Excitement is building and Research In Motion (RIMM) is pulling out all the stops to ensure that its much anticipated Blackberry 10 platform hits the ground running when it is introduced with at least two new BB10 phones on January 30th.
In the world of smartphones, it's important to have access to a large universe of software applications or "apps." After all, it's the apps that make the "smartphone" "smart," and not just a "phone."
One of the supposed knocks against Blackberry devices is the relative dearth of applications when compared to those available for download to Android or Apple (NASDAQ:AAPL) products. I say "supposed" because this is an issue that has been up for debate in the past, and Blackberry users counter that they have plenty of apps from which to choose, and which are also more relevant and useful than those available on the other two platforms.
Regardless, to make sure the company would not be found wanting in the apps department, last weekend the firm held a Port-A-Thon "porting party," where it paid developers $100 for each app that was approved for Blackberry App World. In addition, developers could win blackberry devices, and even trips to Blackberry Jam Europe by meeting additional incentives. As a result, RIM reported that over 15,000 apps were added to its library in just this past week. Earlier this year, Chief Marketing Officer Frank Boulben said that the company had 70,000 apps ready for launch. It is possible that with this latest effort and a couple of weeks left to go before launch, the100,000 application level could be breached?
My take? Frankly, a "porting party" where the company gave away prizes like a carnival barker smacks of desperation. And well it should, as this is RIM's last best chance at survival as an ongoing entity.
Investors will point to the recent strength of the stock price as proof positive that support is there for the product. The stock has held up well, and I expect that it will continue to move north as the launch date approaches. However, I would also remind these investors to revisit the chart for Palm in the months before and after the introduction of its much hyped WebOS platform and the highly anticipated launch of the Palm Pre. Initial reviews of the product were positive, especially from those in the tech community (sound familiar?), and the stock rose from $3/share in early 2009 to around $18/share. However, with no cash and margins being squeezed, it was a little too little and a little too late for the new platform and much ballyhooed Pre. Here's a look at what happened next:
Palm is no longer a standalone entity, and was purchased on a sum of the parts basis by Hewlett Packard (NYSE:HPQ) who, if truth be told, would probably like a re-do on that transaction.

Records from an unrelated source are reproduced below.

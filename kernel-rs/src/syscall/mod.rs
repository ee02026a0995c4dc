//! System call dispatch.
//!
//! The calling convention: the identifier arrives in r2, up to four
//! arguments in r4..r7, and the result goes back into r2. The program
//! counter is advanced past the syscall instruction before returning to
//! user mode — forgetting that would re-run the same call forever.

use crate::{
    param::{ARG1_REG, ARG2_REG, ARG3_REG, NEXT_PC_REG, PC_REG, PREV_PC_REG, RET_REG},
    proc::KernelCtx,
};

mod file;
mod proc;
pub mod transfer;

pub const SC_HALT: u32 = 0;
pub const SC_EXIT: u32 = 1;
pub const SC_EXEC: u32 = 2;
pub const SC_JOIN: u32 = 3;
pub const SC_CREATE: u32 = 4;
pub const SC_OPEN: u32 = 5;
pub const SC_READ: u32 = 6;
pub const SC_WRITE: u32 = 7;
pub const SC_CLOSE: u32 = 8;
pub const SC_FORK: u32 = 9;
pub const SC_YIELD: u32 = 10;
pub const SC_REMOVE: u32 = 11;

/// Advance PC past the executed syscall instruction.
fn increment_pc(ctx: &KernelCtx<'_>) {
    let machine = ctx.kernel().machine();
    let pc = machine.read_register(PC_REG);
    machine.write_register(PREV_PC_REG, pc);
    let pc = machine.read_register(NEXT_PC_REG);
    machine.write_register(PC_REG, pc);
    machine.write_register(NEXT_PC_REG, pc + 4);
}

/// Handle the system call the current thread just raised.
pub fn syscall(ctx: &KernelCtx<'_>) {
    let machine = ctx.kernel().machine();
    let id = machine.read_register(RET_REG);
    let arg1 = machine.read_register(ARG1_REG);
    let arg2 = machine.read_register(ARG2_REG);
    let arg3 = machine.read_register(ARG3_REG);

    let result = match id {
        SC_HALT => {
            log::debug!("syscall Halt: shutdown initiated by user program");
            ctx.kernel().halt(ctx);
            0
        }
        SC_EXIT => {
            // Never returns; PC no longer matters.
            crate::proc::exit(ctx, arg1 as i32)
        }
        SC_EXEC => proc::sys_exec(ctx, arg1, arg2, arg3),
        SC_JOIN => proc::sys_join(ctx, arg1),
        SC_CREATE => file::sys_create(ctx, arg1),
        SC_OPEN => file::sys_open(ctx, arg1),
        SC_READ => file::sys_read(ctx, arg1, arg2, arg3 as i32),
        SC_WRITE => file::sys_write(ctx, arg1, arg2, arg3 as i32),
        SC_CLOSE => file::sys_close(ctx, arg1 as i32),
        SC_REMOVE => file::sys_remove(ctx, arg1),
        SC_YIELD => {
            ctx.kernel().scheduler().yield_now(ctx);
            0
        }
        SC_FORK => {
            log::warn!("syscall Fork is not supported");
            -1
        }
        _ => panic!("unexpected system call: id {}", id),
    };
    machine.write_register(RET_REG, result as u32);
    increment_pc(ctx);
}
use std::sync::Arc;

use crate::{kernel::Kernel, proc::Thread};

/// Per-thread handle to the kernel: the current thread plus the kernel
/// context structure every subsystem hangs off. Each kernel operation takes
/// one of these instead of reaching for globals.
pub struct KernelCtx<'s> {
    kernel: &'s Arc<Kernel>,
    thread: &'s Arc<Thread>,
}

impl<'s> KernelCtx<'s> {
    pub fn new(kernel: &'s Arc<Kernel>, thread: &'s Arc<Thread>) -> Self {
        Self { kernel, thread }
    }

    pub fn kernel(&self) -> &'s Kernel {
        self.kernel
    }

    pub fn kernel_arc(&self) -> &'s Arc<Kernel> {
        self.kernel
    }

    pub fn thread(&self) -> &'s Arc<Thread> {
        self.thread
    }

    /// Stash the machine state a context switch must preserve for this
    /// thread: its user registers and the TLB bits of its address space.
    pub fn save_user_context(&self) {
        if let Some(space) = self.thread.space() {
            let machine = self.kernel().machine();
            let mut regs = self.thread.user_regs.lock();
            machine.save_registers(&mut regs);
            drop(regs);
            space.save_state(machine);
        }
    }

    /// Undo `save_user_context` when this thread gets the CPU back.
    pub fn restore_user_context(&self) {
        if let Some(space) = self.thread.space() {
            let machine = self.kernel().machine();
            let regs = self.thread.user_regs.lock();
            machine.restore_registers(&regs);
            drop(regs);
            space.restore_state(machine);
        }
    }
}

The fact is, size does matter, and even with 100k apps, RIM does not offer an ecosystem remotely close to the 750K+ apps offered for Android and iOS devices.
Port-a-Thon or no Port-a-Thon, according to a recent IDC survey of application designers, less than 10% reported that they where "very interested" in developing applications for Blackberry. By comparison, from the same survey a year earlier, over 32% of respondents indicated they were "very interested" in working with Blackberry. In this case, it seems that "absence does not make the heart grow fonder," as developers appear to have lost significant interest in working with Blackberry while they waited out the increasing delays in the platform launch.
Likewise, consumers do not seem to be lining up in droves, either. According to the Device OEM Performance Tracker from WDS, through November YOY, shipments of RIM devices were down over 30% from prior year shipments, and data from Kantar WorldTech Panel shows that YOY, RIM has lost significant share in virtually every global market, save Germany (see below).
Further, given the new user-pay service model that is going into place along with the new platform, and the fact that as many as 60 million of RIM's 80 million subscriber base are consumers who will likely not see much value in paying more than $1-$2/month for security or device management services that they currently receive for free, the profitability of the company's service revenue will depend on corporate enterprise clients who rely on RIM's vaunted high level security functions. However, similar enterprise security functions being offered by Android and iOS systems erode the pricing power that RIM previously enjoyed, and will likely impact ARPU. This is critical because Service has been the sole driver of revenue, given that margins on Devices are pretty much zero.
Ironically, because the service model on the BB7 will remain unchanged, a BB7 subscriber will be more profitable to the company than a BB10 subscriber. However, carriers are going to be incentivized to move BB7 customers to the BB10, which will have the effect of obliterating gross margins.
So has the Fat Lady sung for RIM? Well, I think that it's premature to say so, but a lot of things have to fall into place for it to remain viable. If management can stabilize revenues with the BB10, and realize revenue of $11 billion and gross margins of 9% in FY14, that would equate to an EPS of $1.40-$1.50. Using a 10x average smartphone industry multiple, this gives us a price target of $14-$15 -- or essentially right were we are now. Put another way, even if everything goes right for the company, there is NO UPSIDE to the current stock price.
A more likely scenario is that the BB10 receives a lukewarm reception from the global smartphone community, and the company continues to lose market share as competition increases. ARPU will deteriorate as BB10 phones replace older more profitable BB7s, and what revenue is generated under the new service model pricing will be absorbed by the company as it continues to sell Devices at a loss.
I don't know about you, but Friday's $15.84 close is starting to look pretty good to me.